__Your assignment__: A single number is the answer: how many lines of the entries contain the word "RootSystemOptions"?

__Data__:
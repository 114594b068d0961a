use crate::ConfigError;

use super::{CoxeterMatrix, MinimalRoots, RootSystemOptions};

/// The action of the simple reflections on a finite set of roots: entry `(root, generator)` is
/// the index of the image of `root` under the reflection `generator`, or `None` if the image
/// leaves the set. The first `rank` roots are the simple roots, so root `i` is `α_i`.
#[derive(Debug, Clone, PartialEq, Eq, Hash)]
pub struct ReflectionTable {
    rank: usize,
    rows: Vec<Vec<Option<usize>>>,
}

impl ReflectionTable {
    /// Validates the shape of `rows` against `rank` and wraps it. Every row needs exactly
    /// `rank` entries, there have to be at least `rank` rows and every entry has to name an
    /// existing row.
    pub fn new(rows: Vec<Vec<Option<usize>>>, rank: usize) -> Result<Self, ConfigError> {
        if rows.len() < rank {
            return Err(ConfigError::TooFewRoots {
                roots: rows.len(),
                rank,
            });
        }
        for (root, row) in rows.iter().enumerate() {
            if row.len() != rank {
                return Err(ConfigError::RaggedTable {
                    row: root,
                    len: row.len(),
                    rank,
                });
            }
            for (generator, target) in row.iter().enumerate() {
                match target {
                    Some(target) if *target >= rows.len() => {
                        return Err(ConfigError::RootOutOfRange {
                            root,
                            generator,
                            target: *target,
                            roots: rows.len(),
                        })
                    }
                    _ => {}
                }
            }
        }
        Ok(Self { rank, rows })
    }

    /// Computes the table of the minimal roots of the Coxeter group given by `matrix`.
    pub fn from_coxeter_matrix(matrix: &CoxeterMatrix) -> Result<Self, ConfigError> {
        Self::from_coxeter_matrix_with(matrix, RootSystemOptions::default())
    }

    /// Same as [`Self::from_coxeter_matrix`] with custom enumeration options.
    pub fn from_coxeter_matrix_with(
        matrix: &CoxeterMatrix,
        options: RootSystemOptions,
    ) -> Result<Self, ConfigError> {
        MinimalRoots::enumerate(matrix, options).map(MinimalRoots::into_table)
    }

    /// Number of generators.
    pub fn rank(&self) -> usize {
        self.rank
    }

    /// Number of roots, i.e. rows.
    pub fn num_roots(&self) -> usize {
        self.rows.len()
    }

    /// The image of `root` under the reflection `generator`.
    pub fn reflect(&self, root: usize, generator: usize) -> Option<usize> {
        self.rows[root][generator]
    }

    /// The rows of the table.
    pub fn rows(&self) -> &[Vec<Option<usize>>] {
        &self.rows
    }
}
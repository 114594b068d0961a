use std::collections::VecDeque;

use tracing::warn;

use super::{Dfa, StateIndex, Symbol};
use crate::math::{Map, Set};

/// Type alias for a minimal representative of a state which is its length-lexicographically minimal
/// access sequence and its state index.
pub type MinimalRepresentative = (Vec<Symbol>, StateIndex);

/// Iterator over the minimal representatives of the states of a [`Dfa`]. A minimal representative
/// for a state `q` is the length-lexicographically minimal word with which `q` can be reached
/// from a given origin. States are produced in breadth-first order.
#[derive(Debug, Clone)]
pub struct MinimalRepresentatives<'a> {
    dfa: &'a Dfa,
    seen: Set<StateIndex>,
    queue: VecDeque<MinimalRepresentative>,
}

impl<'a> MinimalRepresentatives<'a> {
    fn new(dfa: &'a Dfa, origin: StateIndex) -> Self {
        let seen = Set::from_iter([origin]);
        let queue = [(vec![], origin)].into_iter().collect();
        Self { dfa, seen, queue }
    }
}

impl Iterator for MinimalRepresentatives<'_> {
    type Item = MinimalRepresentative;

    fn next(&mut self) -> Option<Self::Item> {
        let (access, q) = self.queue.pop_front()?;
        for (sym, p) in self.dfa.transitions_from(q) {
            if self.seen.insert(p) {
                let mut new_access = access.clone();
                new_access.push(sym);
                self.queue.push_back((new_access, p));
            }
        }
        Some((access, q))
    }
}

impl Dfa {
    /// Returns an iterator over the minimal representatives of all states, see
    /// [`MinimalRepresentatives`].
    pub fn minimal_representatives(&self) -> MinimalRepresentatives<'_> {
        MinimalRepresentatives::new(self, self.initial())
    }

    /// Same as [`Self::minimal_representatives`] but starting in `origin`.
    pub fn minimal_representatives_from(&self, origin: StateIndex) -> MinimalRepresentatives<'_> {
        MinimalRepresentatives::new(self, origin)
    }

    /// Collects all accepted words of length at most `max_len` in length-lexicographic order.
    /// For the shortlex automaton of a Coxeter group these are the normal forms of all group
    /// elements of length at most `max_len`.
    pub fn words_up_to(&self, max_len: usize) -> Vec<Vec<Symbol>> {
        let mut words = vec![];
        let mut layer = vec![(vec![], self.initial())];
        for len in 0..=max_len {
            words.extend(
                layer
                    .iter()
                    .filter(|(_, q)| self.is_accepting(*q))
                    .map(|(word, _)| word.clone()),
            );
            if len == max_len {
                break;
            }
            layer = layer
                .into_iter()
                .flat_map(|(word, q)| {
                    self.transitions_from(q).map(move |(sym, p)| {
                        let mut longer = word.clone();
                        longer.push(sym);
                        (longer, p)
                    })
                })
                .collect();
        }
        words
    }

    /// Counts the accepted words of each length up to `max_len`, the entry at position `n`
    /// is the number of accepted words of length `n`. For the shortlex automaton of a Coxeter
    /// group this is the beginning of its growth series.
    ///
    /// Counts grow exponentially for infinite groups. The result stops before the first
    /// length whose count does not fit into a `u128`, so it may have fewer than
    /// `max_len + 1` entries.
    pub fn growth(&self, max_len: usize) -> Vec<u128> {
        let mut counts = vec![0u128; self.size()];
        counts[self.initial()] = 1;

        let mut growth = Vec::with_capacity(max_len + 1);
        for len in 0..=max_len {
            let total = self
                .state_indices()
                .filter(|&q| self.is_accepting(q))
                .try_fold(0u128, |sum, q| sum.checked_add(counts[q]));
            let Some(total) = total else {
                warn!("number of accepted words of length {len} exceeds 128 bits");
                break;
            };
            growth.push(total);
            if len == max_len {
                break;
            }

            let mut next = vec![0u128; self.size()];
            for (q, &count) in counts.iter().enumerate().filter(|(_, c)| **c > 0) {
                for (_, p) in self.transitions_from(q) {
                    let Some(sum) = next[p].checked_add(count) else {
                        warn!("number of words of length {} exceeds 128 bits", len + 1);
                        return growth;
                    };
                    next[p] = sum;
                }
            }
            counts = next;
        }
        growth
    }

    /// Attempts to separate the state `left` from the state `right` by finding a shortest word
    /// that is accepted from one of them but not from the other. An undefined transition
    /// behaves like a move to a rejecting sink. Returns `None` if the states are equivalent.
    pub fn separate(&self, left: StateIndex, right: StateIndex) -> Option<Vec<Symbol>> {
        let accepting = |q: Option<StateIndex>| q.is_some_and(|q| self.is_accepting(q));

        let origin = (Some(left), Some(right));
        let mut seen = Map::default();
        seen.insert(origin, vec![]);
        let mut queue = VecDeque::from([origin]);

        while let Some(pair @ (l, r)) = queue.pop_front() {
            let word = seen[&pair].clone();
            if accepting(l) != accepting(r) {
                return Some(word);
            }
            for &sym in self.alphabet() {
                let next = (
                    l.and_then(|q| self.successor(q, sym)),
                    r.and_then(|q| self.successor(q, sym)),
                );
                if next == (None, None) || seen.contains_key(&next) {
                    continue;
                }
                let mut longer = word.clone();
                longer.push(sym);
                seen.insert(next, longer);
                queue.push_back(next);
            }
        }
        None
    }
}

#[cfg(test)]
mod tests {
    use itertools::Itertools;

    use crate::{
        automaton::{build, DfaBuilder, Mode},
        coxeter::{CoxeterMatrix, ReflectionTable, INFINITY},
    };

    #[test]
    fn minimal_representatives() {
        let dfa = DfaBuilder::default()
            .with_state_colors([false, false, true])
            .with_edges([(0, 0, 1), (0, 1, 0), (1, 0, 2), (1, 1, 0), (2, 0, 2), (2, 1, 2)])
            .into_dfa(0);

        assert_eq!(
            dfa.minimal_representatives().collect_vec(),
            vec![(vec![], 0), (vec![0], 1), (vec![0, 0], 2)]
        );
        assert_eq!(
            dfa.minimal_representatives_from(2).collect_vec(),
            vec![(vec![], 2)]
        );
    }

    #[test]
    fn bounded_enumeration_and_growth() {
        // accepts all words over {0, 1} that do not contain 11
        let dfa = DfaBuilder::default()
            .with_state_colors([true, true])
            .with_edges([(0, 0, 0), (0, 1, 1), (1, 0, 0)])
            .into_dfa(0);

        assert_eq!(
            dfa.words_up_to(2),
            vec![vec![], vec![0], vec![1], vec![0, 0], vec![0, 1], vec![1, 0]]
        );
        // Fibonacci numbers
        assert_eq!(dfa.growth(6), vec![1, 2, 3, 5, 8, 13, 21]);
        assert_eq!(dfa.growth(0), vec![1]);
    }

    #[test_log::test]
    fn growth_stops_before_overflow() {
        // the free Coxeter group of rank 4 has 4 * 3^(n-1) elements of length n > 0
        let matrix = CoxeterMatrix::from_diagram(&[INFINITY; 6]).unwrap();
        let table = ReflectionTable::from_coxeter_matrix(&matrix).unwrap();
        let dfa = build(&table, 4, Mode::Shortlex).unwrap();

        let growth = dfa.growth(90);
        assert_eq!(growth.len(), 81);
        assert_eq!(growth[0], 1);
        assert!(growth
            .iter()
            .skip(1)
            .zip(0u32..)
            .all(|(&count, exponent)| count == 4 * 3u128.pow(exponent)));
        assert_eq!(dfa.growth(80), growth);
    }

    #[test]
    fn enumeration_skips_rejecting_states() {
        let dfa = DfaBuilder::default()
            .with_state_colors([false, true])
            .with_edges([(0, 0, 1), (1, 0, 0)])
            .into_dfa(0);
        assert_eq!(dfa.words_up_to(4), vec![vec![0], vec![0, 0, 0]]);
        assert_eq!(dfa.growth(4), vec![0, 1, 0, 1, 0]);
    }

    #[test]
    fn separation() {
        // states 1 and 2 behave the same, 3 has no transition on 1; after renumbering in
        // depth-first order 3 becomes 2 and 2 becomes 3
        let dfa = DfaBuilder::default()
            .default_color(true)
            .with_edges([
                (0, 0, 1),
                (0, 1, 2),
                (1, 0, 3),
                (2, 0, 3),
                (3, 0, 3),
                (1, 1, 3),
                (2, 1, 3),
            ])
            .into_dfa(0);

        assert_eq!(dfa.separate(1, 3), None);
        assert_eq!(dfa.separate(1, 1), None);
        let word = dfa.separate(0, 2).unwrap();
        assert_eq!(word, vec![1]);
        assert_ne!(dfa.accepts_from(0, word.clone()), dfa.accepts_from(2, word));
    }
}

__Exercise answer__: 3